TASK TO CARRY OUT: From the listing that follows, report the number of lines with the word "field" in them, and no other output.

INPUT DATA:
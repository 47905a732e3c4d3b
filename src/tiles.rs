use std::collections::HashSet;
use std::sync::Arc;

use crate::region::{PixelChunk, PixelChunkMut, Rect};

// ============================================================================
// TILE MANAGER – 64×64 copy-on-write tile storage of arbitrary depth
// ============================================================================

pub const TILE_SIZE: u32 = 64;

/// Largest pixel count a single tile manager will allocate.
pub const MAX_PIXELS: u64 = 256_000_000;

/// Tiled pixel store backed by a flat `Vec<Arc<Vec<u8>>>`.
/// Tile coordinates are mapped to a flat index via `ty * tiles_per_row + tx`.
///
/// Every tile starts out as a clone of one shared blank tile, so a fresh
/// manager costs a single tile of memory. Writes go through `Arc::make_mut`,
/// which copies only the touched tile. Edge tiles are allocated full size;
/// bytes outside the image bounds are never read back.
#[derive(Clone)]
pub struct TileManager {
    width: u32,
    height: u32,
    bpp: usize,
    tiles_per_row: u32,
    tiles_per_col: u32,
    tiles: Vec<Arc<Vec<u8>>>,
}

impl std::fmt::Debug for TileManager {
    fn fmt(&self, f: &mut std::fmt::Formatter<'_>) -> std::fmt::Result {
        f.debug_struct("TileManager")
            .field("width", &self.width)
            .field("height", &self.height)
            .field("bpp", &self.bpp)
            .field("tiles", &format!("<{} tiles>", self.tiles.len()))
            .finish()
    }
}

impl TileManager {
    // ---- construction -------------------------------------------------------

    /// Whether a `width`×`height` store stays within [`MAX_PIXELS`].
    /// Callers holding untrusted dimensions check this before [`Self::new`],
    /// which degrades oversize requests to 1×1.
    pub fn fits(width: u32, height: u32) -> bool {
        (width as u64) * (height as u64) <= MAX_PIXELS
    }

    /// Create a zero-filled tile manager. `bpp` must be 1..=4.
    pub fn new(width: u32, height: u32, bpp: usize) -> Self {
        debug_assert!((1..=4).contains(&bpp), "unsupported depth {}", bpp);
        let bpp = bpp.clamp(1, 4);
        let (width, height) = if !Self::fits(width, height) {
            crate::log_err!(
                "TileManager::new: dimensions {}×{} exceed 256M pixels, clamped to 1×1",
                width,
                height
            );
            (1, 1)
        } else {
            (width, height)
        };
        let tiles_per_row = width.div_ceil(TILE_SIZE);
        let tiles_per_col = height.div_ceil(TILE_SIZE);
        let total = (tiles_per_row * tiles_per_col) as usize;
        let blank = Arc::new(vec![0u8; Self::tile_bytes_for(bpp)]);
        Self {
            width,
            height,
            bpp,
            tiles_per_row,
            tiles_per_col,
            tiles: vec![blank; total],
        }
    }

    /// Import tightly packed rows (`width * height * bpp` bytes).
    pub fn from_raw(width: u32, height: u32, bpp: usize, data: &[u8]) -> Self {
        debug_assert_eq!(data.len(), width as usize * height as usize * bpp);
        let mut tm = Self::new(width, height, bpp);
        tm.write_rect(Rect::new(0, 0, width, height), data);
        tm
    }

    /// Flatten back to tightly packed rows.
    pub fn to_raw(&self) -> Vec<u8> {
        self.read_rect(Rect::new(0, 0, self.width, self.height))
    }

    fn tile_bytes_for(bpp: usize) -> usize {
        (TILE_SIZE * TILE_SIZE) as usize * bpp
    }

    // ---- geometry -----------------------------------------------------------

    pub fn width(&self) -> u32 { self.width }

    pub fn height(&self) -> u32 { self.height }

    pub fn bpp(&self) -> usize { self.bpp }

    pub fn bounds(&self) -> Rect {
        Rect::new(0, 0, self.width, self.height)
    }

    pub fn tile_count(&self) -> usize { self.tiles.len() }

    #[inline(always)]
    fn flat_index(&self, tx: u32, ty: u32) -> usize {
        (ty * self.tiles_per_row + tx) as usize
    }

    /// Byte offset of `(x, y)` inside its tile.
    #[inline(always)]
    fn local_offset(&self, x: u32, y: u32) -> usize {
        (((y % TILE_SIZE) * TILE_SIZE + x % TILE_SIZE) as usize) * self.bpp
    }

    // ---- tile access --------------------------------------------------------

    fn tile(&self, tx: u32, ty: u32) -> &[u8] {
        debug_assert!(tx < self.tiles_per_row && ty < self.tiles_per_col);
        &self.tiles[self.flat_index(tx, ty)]
    }

    fn tile_mut(&mut self, tx: u32, ty: u32) -> &mut [u8] {
        debug_assert!(tx < self.tiles_per_row && ty < self.tiles_per_col);
        let idx = self.flat_index(tx, ty);
        Arc::make_mut(&mut self.tiles[idx]).as_mut_slice()
    }

    /// Read-only view of `rect`, which must lie inside a single tile.
    pub fn chunk(&self, rect: Rect) -> PixelChunk<'_> {
        debug_assert!(self.fits_one_tile(rect), "chunk {:?} straddles a tile", rect);
        let offset = self.local_offset(rect.x, rect.y);
        let bpp = self.bpp;
        PixelChunk::new(
            self.tile(rect.x / TILE_SIZE, rect.y / TILE_SIZE),
            offset,
            TILE_SIZE as usize * bpp,
            rect,
            bpp,
        )
    }

    /// Writable view of `rect`, which must lie inside a single tile.
    pub fn chunk_mut(&mut self, rect: Rect) -> PixelChunkMut<'_> {
        debug_assert!(self.fits_one_tile(rect), "chunk {:?} straddles a tile", rect);
        let offset = self.local_offset(rect.x, rect.y);
        let bpp = self.bpp;
        PixelChunkMut::new(
            self.tile_mut(rect.x / TILE_SIZE, rect.y / TILE_SIZE),
            offset,
            TILE_SIZE as usize * bpp,
            rect,
            bpp,
        )
    }

    fn fits_one_tile(&self, rect: Rect) -> bool {
        if rect.is_empty() || rect.x2() > self.width || rect.y2() > self.height {
            return false;
        }
        rect.x / TILE_SIZE == (rect.x2() - 1) / TILE_SIZE
            && rect.y / TILE_SIZE == (rect.y2() - 1) / TILE_SIZE
    }

    // ---- pixel access -------------------------------------------------------

    /// Read one pixel (`bpp` bytes), `None` outside the bounds.
    #[inline]
    pub fn read_pixel(&self, x: u32, y: u32) -> Option<&[u8]> {
        if x >= self.width || y >= self.height {
            return None;
        }
        let off = self.local_offset(x, y);
        let tile = self.tile(x / TILE_SIZE, y / TILE_SIZE);
        Some(&tile[off..off + self.bpp])
    }

    /// Write one pixel. Out-of-range writes are ignored.
    #[inline]
    pub fn write_pixel(&mut self, x: u32, y: u32, pixel: &[u8]) {
        if x >= self.width || y >= self.height {
            return;
        }
        debug_assert_eq!(pixel.len(), self.bpp);
        let bpp = self.bpp;
        let off = self.local_offset(x, y);
        let tile = self.tile_mut(x / TILE_SIZE, y / TILE_SIZE);
        tile[off..off + bpp].copy_from_slice(&pixel[..bpp]);
    }

    /// Chunk-aware extraction of `rect` as tightly packed rows. Pixels outside
    /// the image read back as zero.
    pub fn read_rect(&self, rect: Rect) -> Vec<u8> {
        let row_bytes = rect.width as usize * self.bpp;
        let mut buf = vec![0u8; row_bytes * rect.height as usize];
        let clipped = rect.intersect(&self.bounds());
        let Some(clipped) = clipped else { return buf };

        for part in tile_spans(clipped) {
            let chunk = self.chunk(part);
            let dx = (part.x - rect.x) as usize * self.bpp;
            for row in 0..part.height as usize {
                let dy = (part.y - rect.y) as usize + row;
                let dst = dy * row_bytes + dx;
                let src = chunk.row(row);
                buf[dst..dst + src.len()].copy_from_slice(src);
            }
        }
        buf
    }

    /// Bulk write of tightly packed rows into `rect`, clipped to the bounds.
    pub fn write_rect(&mut self, rect: Rect, data: &[u8]) {
        let row_bytes = rect.width as usize * self.bpp;
        debug_assert_eq!(data.len(), row_bytes * rect.height as usize);
        let Some(clipped) = rect.intersect(&self.bounds()) else { return };
        let bpp = self.bpp;

        for part in tile_spans(clipped) {
            let mut chunk = self.chunk_mut(part);
            let sx = (part.x - rect.x) as usize * bpp;
            for row in 0..part.height as usize {
                let sy = (part.y - rect.y) as usize + row;
                let src = sy * row_bytes + sx;
                let dst = chunk.row_mut(row);
                let len = dst.len();
                dst.copy_from_slice(&data[src..src + len]);
            }
        }
    }

    /// Fill the whole store with `pixel`. One tile is filled and then shared.
    pub fn fill(&mut self, pixel: &[u8]) {
        debug_assert_eq!(pixel.len(), self.bpp);
        let mut template = vec![0u8; Self::tile_bytes_for(self.bpp)];
        for px in template.chunks_exact_mut(self.bpp) {
            px.copy_from_slice(&pixel[..self.bpp]);
        }
        let shared = Arc::new(template);
        for slot in self.tiles.iter_mut() {
            *slot = Arc::clone(&shared);
        }
    }

    /// Bytes of unique tile storage (shared tiles are counted once).
    pub fn memory_bytes(&self) -> usize {
        let unique: HashSet<*const Vec<u8>> = self.tiles.iter().map(Arc::as_ptr).collect();
        unique.len() * Self::tile_bytes_for(self.bpp)
    }
}

/// Split `rect` into the sub-rectangles that each fall inside one tile,
/// row-major.
pub fn tile_spans(rect: Rect) -> impl Iterator<Item = Rect> {
    let mut out = Vec::new();
    let mut y = rect.y;
    while y < rect.y2() {
        let h = (TILE_SIZE - y % TILE_SIZE).min(rect.y2() - y);
        let mut x = rect.x;
        while x < rect.x2() {
            let w = (TILE_SIZE - x % TILE_SIZE).min(rect.x2() - x);
            out.push(Rect::new(x, y, w, h));
            x += w;
        }
        y += h;
    }
    out.into_iter()
}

ANSWER SPACE: 4